Richard Gere considère Donald Trump comme une « personnalité endommagée ».

La star de Pretty Woman ne le cache pas. Il est critique. Fort à ce sujet.

Pourtant, il mise sur le pendule.

Pas le basculement vers le chaos. Mais le retour au sens.

L’acteur de 76 ans s’est fait entendre. Surtout récemment. Un extrait de son discours contre Trump circule. Cela attire l’attention. Les gens écoutent.

“Il a blessé tellement de gens”, a déclaré Gere.

“Et il a causé tellement de morts.”

Des mots durs. Ce qui suivit fut encore plus dur.

“Mais ce sera fini.”

La théorie du pendule

Gere considère l’histoire comme un rythme. Un mouvement de va-et-vient.

“Nous avons agi de manière autoritaire”, a-t-il expliqué.

“Pendant un certain temps.”

Mais il pense que ce chemin est plafonné. C’est heurté un mur.

“Et je pense que c’est arrivé à sa limite”, a-t-il déclaré.

Maintenant, ça revient en arrière.

Il ne voit pas de vide. Il voit une opportunité.

“Revenez avec sagesse”, a-t-il exhorté.

“Nous aurons appris de ce processus.”

“Soyez meilleur d’avoir traversé ça.”

C’est ça l’optimisme. Ce n’est pas naïf. C’est structurel. Il pense que les dégâts obligent à un recalibrage. La responsabilité les uns envers les autres redevient partie intégrante du tissu. Comment nous vivons les uns avec les autres.

Pourquoi les gens admirent cette prise

La section commentaires de ce clip viral n’est pas pleine de fans de Trump. C’est plein de gens qui apprécient la vision à long terme.

Un utilisateur a écrit : « J’admire son optimisme. »

C’est le titre ici. Pas seulement les insultes. Mais la conviction que cela se termine.

Gere est franc sur les défauts de Trump. Il le traite de « vieil homme ».

“C’est une personnalité endommagée”, a-t-il déclaré catégoriquement.

“Vous pouvez voir qu’il a dû avoir une enfance horrible pour être l’homme qu’il est aujourd’hui.”

La psychologie rencontre la politique. La douleur d’un enfant se manifeste comme un pouvoir d’adulte.

Gere ne le défend pas. Il le contextualise.

Et puis il le dépasse. Rapide.

Ce qui vient après

L’accent n’est pas mis sur l’homme. C’est sur la bonne voie.

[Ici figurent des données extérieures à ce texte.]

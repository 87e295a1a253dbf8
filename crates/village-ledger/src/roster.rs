//! The worker roster: hired worker counts per kind.
//!
//! Hiring is unconditional here. Capacity and food cost are enforced by
//! the session's hire workflow before [`WorkerRoster::hire`] is called.

use serde::{Deserialize, Serialize};

use village_types::WorkerKind;

/// Per-kind hired worker counts.
#[derive(Debug, Clone, Copy, Default, PartialEq, Eq, Serialize, Deserialize)]
pub struct WorkerRoster {
    lumberjack: u64,
    miner: u64,
    hunter: u64,
}

impl WorkerRoster {
    /// An empty roster.
    pub const fn new() -> Self {
        Self {
            lumberjack: 0,
            miner: 0,
            hunter: 0,
        }
    }

    /// Workers of `kind` hired so far.
    pub const fn count(&self, kind: WorkerKind) -> u64 {
        match kind {
            WorkerKind::Lumberjack => self.lumberjack,
            WorkerKind::Miner => self.miner,
            WorkerKind::Hunter => self.hunter,
        }
    }

    /// Total workers across all kinds.
    pub const fn total(&self) -> u64 {
        self.lumberjack
            .saturating_add(self.miner)
            .saturating_add(self.hunter)
    }

    /// Add one worker of `kind`. Returns the new count.
    pub const fn hire(&mut self, kind: WorkerKind) -> u64 {
        let slot = match kind {
            WorkerKind::Lumberjack => &mut self.lumberjack,
            WorkerKind::Miner => &mut self.miner,
            WorkerKind::Hunter => &mut self.hunter,
        };
        *slot = slot.saturating_add(1);
        *slot
    }

    /// `(kind, count)` for every kind with at least one worker.
    pub fn active(&self) -> impl Iterator<Item = (WorkerKind, u64)> + '_ {
        WorkerKind::ALL
            .into_iter()
            .map(|kind| (kind, self.count(kind)))
            .filter(|(_, count)| *count > 0)
    }

    /// Zero every count.
    pub const fn reset(&mut self) {
        *self = Self::new();
    }
}

#[cfg(test)]
mod tests {
    use super::*;

    #[test]
    fn hire_increments_one_kind() {
        let mut roster = WorkerRoster::new();
        assert_eq!(roster.hire(WorkerKind::Miner), 1);
        assert_eq!(roster.hire(WorkerKind::Miner), 2);
        assert_eq!(roster.count(WorkerKind::Miner), 2);
        assert_eq!(roster.count(WorkerKind::Hunter), 0);
        assert_eq!(roster.total(), 2);
    }

    #[test]
    fn active_skips_empty_kinds() {
        let mut roster = WorkerRoster::new();
        roster.hire(WorkerKind::Hunter);
        let active: Vec<_> = roster.active().collect();
        assert_eq!(active, vec![(WorkerKind::Hunter, 1)]);
    }

    #[test]
    fn reset_zeroes_all() {
        let mut roster = WorkerRoster::new();
        roster.hire(WorkerKind::Lumberjack);
        roster.reset();
        assert_eq!(roster.total(), 0);
    }
}
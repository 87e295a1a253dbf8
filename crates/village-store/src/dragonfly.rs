//! `Dragonfly` (Redis-compatible) save backend.
//!
//! # Key Patterns
//!
//! | Pattern | Type | Description |
//! |---------|------|-------------|
//! | `village:clock` | JSON | Day/night clock snapshot |
//! | `village:state` | JSON | Whole saved game |

use fred::prelude::*;

use crate::error::StoreError;

/// Connection handle to a `Dragonfly` (Redis-compatible) instance.
#[derive(Clone)]
pub struct DragonflyPool {
    client: Client,
}

impl std::fmt::Debug for DragonflyPool {
    fn fmt(&self, f: &mut std::fmt::Formatter<'_>) -> std::fmt::Result {
        f.debug_struct("DragonflyPool").finish_non_exhaustive()
    }
}

impl DragonflyPool {
    /// Connect to `Dragonfly` at the given URL.
    ///
    /// The URL should follow the Redis URL scheme:
    /// `redis://host:port` or `redis://host:port/db`
    ///
    /// # Errors
    ///
    /// Returns [`StoreError::Config`] if the URL cannot be parsed.
    /// Returns [`StoreError::Dragonfly`] if the connection fails.
    pub async fn connect(url: &str) -> Result<Self, StoreError> {
        let config = Config::from_url(url)
            .map_err(|e| StoreError::Config(format!("Invalid Dragonfly URL: {e}")))?;

        let client = Builder::from_config(config).build()?;
        client.init().await?;

        tracing::info!("Connected to Dragonfly");
        Ok(Self { client })
    }

    /// Store the raw document at `key`.
    ///
    /// # Errors
    ///
    /// Returns [`StoreError::Dragonfly`] if the write fails.
    pub async fn set(&self, key: &str, document: &str) -> Result<(), StoreError> {
        let _: () = self.client.set(key, document, None, None, false).await?;
        Ok(())
    }

    /// Read the raw document at `key`, `None` if unset.
    ///
    /// # Errors
    ///
    /// Returns [`StoreError::Dragonfly`] if the read fails.
    pub async fn get(&self, key: &str) -> Result<Option<String>, StoreError> {
        let value: Option<String> = self.client.get(key).await?;
        Ok(value)
    }

    /// Delete a key.
    ///
    /// # Errors
    ///
    /// Returns [`StoreError::Dragonfly`] if the delete fails.
    pub async fn delete(&self, key: &str) -> Result<(), StoreError> {
        let _: u32 = self.client.del(key).await?;
        Ok(())
    }
}
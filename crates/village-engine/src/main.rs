//! Engine binary for the idle village.
//!
//! This is the main entry point that wires together the session runner,
//! save storage, and the Observer API. It loads configuration, rehydrates
//! the saved game, and runs the session until `Ctrl-C`.
//!
//! # Startup Sequence
//!
//! 1. Load configuration from `village-config.yaml`
//! 2. Initialize structured logging (tracing)
//! 3. Open the save store and load the clock and saved game
//! 4. Rebuild the session, catching the clock up to now
//! 5. Start the persister and the Observer API
//! 6. Run the session loop until `Ctrl-C`
//! 7. Flush pending saves and stop the observer

mod error;
mod observer_callback;

use std::path::Path;
use std::sync::Arc;

use tracing::{info, warn};
use tracing_subscriber::EnvFilter;
use village_core::config::{GameConfig, LoggingConfig};
use village_core::runner::{
    CallbackChain, RunnerTiming, SessionControl, SystemClock, WallClock, run_session,
    session_channel,
};
use village_core::session::Session;
use village_observer::{AppState, ServerConfig, spawn_observer};
use village_store::{StateStore, spawn_persister};

use crate::error::EngineError;
use crate::observer_callback::ObserverCallback;

/// Configuration file looked up in the working directory.
const CONFIG_PATH: &str = "village-config.yaml";

/// Application entry point for the engine.
///
/// # Errors
///
/// Returns an error if configuration is invalid, the session cannot be
/// built, or the observer port cannot be bound.
#[tokio::main]
async fn main() -> Result<(), EngineError> {
    // 1. Load configuration.
    let config = GameConfig::load_or_default(Path::new(CONFIG_PATH))?;

    // 2. Initialize structured logging.
    init_logging(&config.logging);
    info!(
        phase_duration_secs = config.clock.phase_duration_secs,
        production_interval_ms = config.session.production_interval_ms,
        backend = ?config.storage.backend,
        "village-engine starting"
    );

    // 3. Open the save store. Storage is best-effort; an unreachable
    //    backend means this run is not saved.
    let store = match StateStore::open(&config.storage).await {
        Ok(store) => store,
        Err(e) => {
            warn!(error = %e, "Save store unavailable, progress will not be saved");
            StateStore::memory()
        }
    };
    let saved_clock = store.load_clock().await;
    let saved_game = store.load_saved_game().await;
    info!(
        has_clock = saved_clock.is_some(),
        has_save = saved_game.is_some(),
        "Saved state loaded"
    );

    // 4. Rebuild the session.
    let wall = SystemClock;
    let session = Session::restore(&config, saved_game, saved_clock, wall.now())?;
    info!(
        level = session.village().level(),
        workers = session.roster().total(),
        phase = ?session.clock().phase(),
        "Session ready"
    );

    // 5. Start the persister and the Observer API.
    let (handle, requests) = session_channel(config.session.request_buffer);
    let app_state = Arc::new(AppState::new(handle));
    let (persist_callback, persister) =
        spawn_persister(store, config.storage.write_buffer);

    let (observer_stop, observer_stopped) = tokio::sync::oneshot::channel::<()>();
    let observer = if config.observer.enabled {
        let server_config = ServerConfig::from(&config.observer);
        let shutdown = async move {
            let _ = observer_stopped.await;
        };
        Some(spawn_observer(&server_config, Arc::clone(&app_state), shutdown).await?)
    } else {
        info!("Observer API disabled");
        None
    };

    // 6. Run the session until Ctrl-C.
    let control = Arc::new(SessionControl::new());
    let ctrl_c_control = Arc::clone(&control);
    tokio::spawn(async move {
        match tokio::signal::ctrl_c().await {
            Ok(()) => {
                info!("Ctrl-C received, stopping session");
                ctrl_c_control.request_stop();
            }
            Err(e) => warn!(error = %e, "Failed to listen for Ctrl-C"),
        }
    });

    let mut callbacks = CallbackChain::new()
        .with(persist_callback)
        .with(ObserverCallback::new(Arc::clone(&app_state)));
    let summary = run_session(
        session,
        requests,
        &control,
        &wall,
        RunnerTiming::from_config(&config),
        &mut callbacks,
    )
    .await;

    // 7. Flush pending saves and stop the observer.
    drop(callbacks);
    match persister.await {
        Ok(stats) => info!(
            jobs_written = stats.jobs_written,
            write_failures = stats.write_failures,
            "Saves flushed"
        ),
        Err(e) => warn!(error = %e, "Persister task failed"),
    }

    let _ = observer_stop.send(());
    if let Some(observer) = observer
        && let Err(e) = observer.await
    {
        warn!(error = %e, "Observer task failed");
    }

    info!(
        end_reason = ?summary.end_reason,
        production_ticks = summary.production_ticks,
        commands_applied = summary.commands_applied,
        level = summary.session.village().level(),
        "village-engine shutdown complete"
    );

    Ok(())
}

/// Install the global tracing subscriber.
///
/// `RUST_LOG` takes precedence over the configured level.
fn init_logging(config: &LoggingConfig) {
    let filter =
        EnvFilter::try_from_default_env().unwrap_or_else(|_| EnvFilter::new(&config.level));
    if config.json {
        tracing_subscriber::fmt()
            .json()
            .with_env_filter(filter)
            .with_target(true)
            .init();
    } else {
        tracing_subscriber::fmt()
            .with_env_filter(filter)
            .with_target(true)
            .init();
    }
}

Gere suggère que nous sommes à un point d’inflexion.

Nous pouvons choisir d’apprendre. Ou nous pouvons simplement attendre le prochain swing.

Il choisit le premier.

“Si ce que nous pouvons faire, c’est que cela revienne”, a-t-il déclaré.

“Mieux.”

C’est une idée simple. Exécution complexe.

La nature virale de ses commentaires dit aussi autre chose. Les gens sont fatigués. Ils veulent croire que le pendule est déjà en mouvement. Ils veulent savoir que ce ne sera pas éternel.

Gere leur donne ça.

Il leur donne une chronologie sans date.

Le reste dépend de nous. Apprendre. Pour être meilleur.

Ce n’est peut-être pas soigné. Mais c’est un début.